→ **TASK**
Search each line below for "derive", then return the lines where it appears.

→ **Records from a dataset**
------------------------------------------------------------------------
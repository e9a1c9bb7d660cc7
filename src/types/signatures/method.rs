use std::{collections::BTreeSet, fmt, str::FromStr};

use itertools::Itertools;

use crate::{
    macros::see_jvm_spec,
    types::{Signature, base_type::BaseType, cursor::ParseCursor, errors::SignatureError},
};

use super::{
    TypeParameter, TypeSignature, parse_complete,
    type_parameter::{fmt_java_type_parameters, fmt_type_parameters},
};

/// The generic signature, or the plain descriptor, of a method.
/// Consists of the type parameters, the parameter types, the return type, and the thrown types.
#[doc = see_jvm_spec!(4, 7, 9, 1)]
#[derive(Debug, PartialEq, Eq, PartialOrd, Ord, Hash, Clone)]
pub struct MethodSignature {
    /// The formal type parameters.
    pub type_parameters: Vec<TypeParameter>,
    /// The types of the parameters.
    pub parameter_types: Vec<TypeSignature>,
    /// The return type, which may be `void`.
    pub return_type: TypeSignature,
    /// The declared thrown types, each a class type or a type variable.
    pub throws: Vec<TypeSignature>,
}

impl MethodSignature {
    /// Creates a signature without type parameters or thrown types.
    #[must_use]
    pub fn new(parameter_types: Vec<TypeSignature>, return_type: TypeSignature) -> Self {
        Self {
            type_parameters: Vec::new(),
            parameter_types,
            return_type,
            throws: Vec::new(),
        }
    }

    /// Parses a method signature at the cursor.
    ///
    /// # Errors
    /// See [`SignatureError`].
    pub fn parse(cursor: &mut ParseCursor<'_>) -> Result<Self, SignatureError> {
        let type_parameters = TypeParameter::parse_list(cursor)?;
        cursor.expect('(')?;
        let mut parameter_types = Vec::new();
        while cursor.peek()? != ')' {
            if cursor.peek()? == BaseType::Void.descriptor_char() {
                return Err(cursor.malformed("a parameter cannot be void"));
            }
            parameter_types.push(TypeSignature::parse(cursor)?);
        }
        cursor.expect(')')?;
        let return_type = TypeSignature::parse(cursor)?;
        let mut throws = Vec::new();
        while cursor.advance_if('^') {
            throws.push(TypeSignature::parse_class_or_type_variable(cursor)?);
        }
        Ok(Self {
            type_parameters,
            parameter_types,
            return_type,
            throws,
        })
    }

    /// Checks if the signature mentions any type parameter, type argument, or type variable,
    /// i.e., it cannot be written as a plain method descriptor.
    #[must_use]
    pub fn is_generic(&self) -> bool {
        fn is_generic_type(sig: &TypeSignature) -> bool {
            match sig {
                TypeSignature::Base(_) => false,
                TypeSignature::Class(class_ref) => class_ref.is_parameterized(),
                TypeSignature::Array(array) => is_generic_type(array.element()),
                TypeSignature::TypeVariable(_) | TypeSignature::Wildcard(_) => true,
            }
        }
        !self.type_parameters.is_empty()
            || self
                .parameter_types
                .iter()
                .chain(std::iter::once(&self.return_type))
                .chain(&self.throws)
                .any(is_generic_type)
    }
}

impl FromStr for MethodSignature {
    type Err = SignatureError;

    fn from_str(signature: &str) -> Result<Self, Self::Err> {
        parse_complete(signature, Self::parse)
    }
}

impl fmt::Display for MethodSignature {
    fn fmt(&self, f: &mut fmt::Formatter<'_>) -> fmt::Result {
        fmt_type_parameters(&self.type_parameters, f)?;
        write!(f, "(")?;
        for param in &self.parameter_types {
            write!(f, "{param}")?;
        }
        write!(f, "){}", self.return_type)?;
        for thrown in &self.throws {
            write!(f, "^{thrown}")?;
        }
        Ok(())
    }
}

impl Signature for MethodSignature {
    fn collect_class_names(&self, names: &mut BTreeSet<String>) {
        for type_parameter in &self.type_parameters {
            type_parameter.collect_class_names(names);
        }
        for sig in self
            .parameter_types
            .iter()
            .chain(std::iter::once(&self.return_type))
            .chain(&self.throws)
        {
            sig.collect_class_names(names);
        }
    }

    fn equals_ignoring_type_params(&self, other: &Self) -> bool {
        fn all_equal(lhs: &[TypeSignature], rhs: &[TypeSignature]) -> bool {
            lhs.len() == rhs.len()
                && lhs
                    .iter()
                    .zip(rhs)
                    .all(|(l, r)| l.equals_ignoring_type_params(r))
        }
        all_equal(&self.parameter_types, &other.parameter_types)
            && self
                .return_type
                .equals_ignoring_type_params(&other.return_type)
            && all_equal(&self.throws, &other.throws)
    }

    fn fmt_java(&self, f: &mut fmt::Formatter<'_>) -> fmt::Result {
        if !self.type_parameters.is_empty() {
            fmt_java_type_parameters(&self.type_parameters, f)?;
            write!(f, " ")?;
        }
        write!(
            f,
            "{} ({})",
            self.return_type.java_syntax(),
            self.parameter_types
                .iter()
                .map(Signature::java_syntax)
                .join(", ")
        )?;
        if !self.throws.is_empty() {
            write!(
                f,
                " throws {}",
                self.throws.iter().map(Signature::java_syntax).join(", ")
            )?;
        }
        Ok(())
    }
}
------------------------------------------------------------------------
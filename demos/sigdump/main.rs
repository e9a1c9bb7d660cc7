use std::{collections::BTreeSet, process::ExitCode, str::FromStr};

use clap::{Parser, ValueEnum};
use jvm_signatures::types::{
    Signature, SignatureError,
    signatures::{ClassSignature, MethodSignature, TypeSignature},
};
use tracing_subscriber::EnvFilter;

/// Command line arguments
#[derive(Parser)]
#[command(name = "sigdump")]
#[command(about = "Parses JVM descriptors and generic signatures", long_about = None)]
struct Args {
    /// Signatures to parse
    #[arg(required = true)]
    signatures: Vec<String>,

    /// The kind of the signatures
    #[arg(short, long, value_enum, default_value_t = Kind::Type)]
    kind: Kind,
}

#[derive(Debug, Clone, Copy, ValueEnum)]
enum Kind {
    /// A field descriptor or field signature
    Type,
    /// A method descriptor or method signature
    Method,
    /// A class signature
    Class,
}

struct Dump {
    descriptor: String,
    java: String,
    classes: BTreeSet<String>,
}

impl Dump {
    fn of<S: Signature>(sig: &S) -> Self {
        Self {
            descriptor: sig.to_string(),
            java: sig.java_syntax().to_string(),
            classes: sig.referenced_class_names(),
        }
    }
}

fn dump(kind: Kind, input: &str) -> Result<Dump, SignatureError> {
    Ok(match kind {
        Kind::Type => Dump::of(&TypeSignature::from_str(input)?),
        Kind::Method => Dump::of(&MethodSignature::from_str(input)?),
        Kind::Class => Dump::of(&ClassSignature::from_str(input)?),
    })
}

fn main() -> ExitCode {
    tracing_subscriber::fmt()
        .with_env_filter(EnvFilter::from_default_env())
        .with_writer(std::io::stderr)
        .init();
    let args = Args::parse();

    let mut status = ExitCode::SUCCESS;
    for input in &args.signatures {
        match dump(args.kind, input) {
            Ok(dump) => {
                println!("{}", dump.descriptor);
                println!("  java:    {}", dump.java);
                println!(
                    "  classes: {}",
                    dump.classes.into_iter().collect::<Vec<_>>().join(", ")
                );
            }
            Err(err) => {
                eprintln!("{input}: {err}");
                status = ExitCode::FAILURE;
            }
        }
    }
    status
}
------------------------------------------------------------------------
→ **OUTPUT**
#[derive(Debug, PartialEq, Eq, PartialOrd, Ord, Hash, Clone)]
#[derive(Parser)]
#[derive(Debug, Clone, Copy, ValueEnum)]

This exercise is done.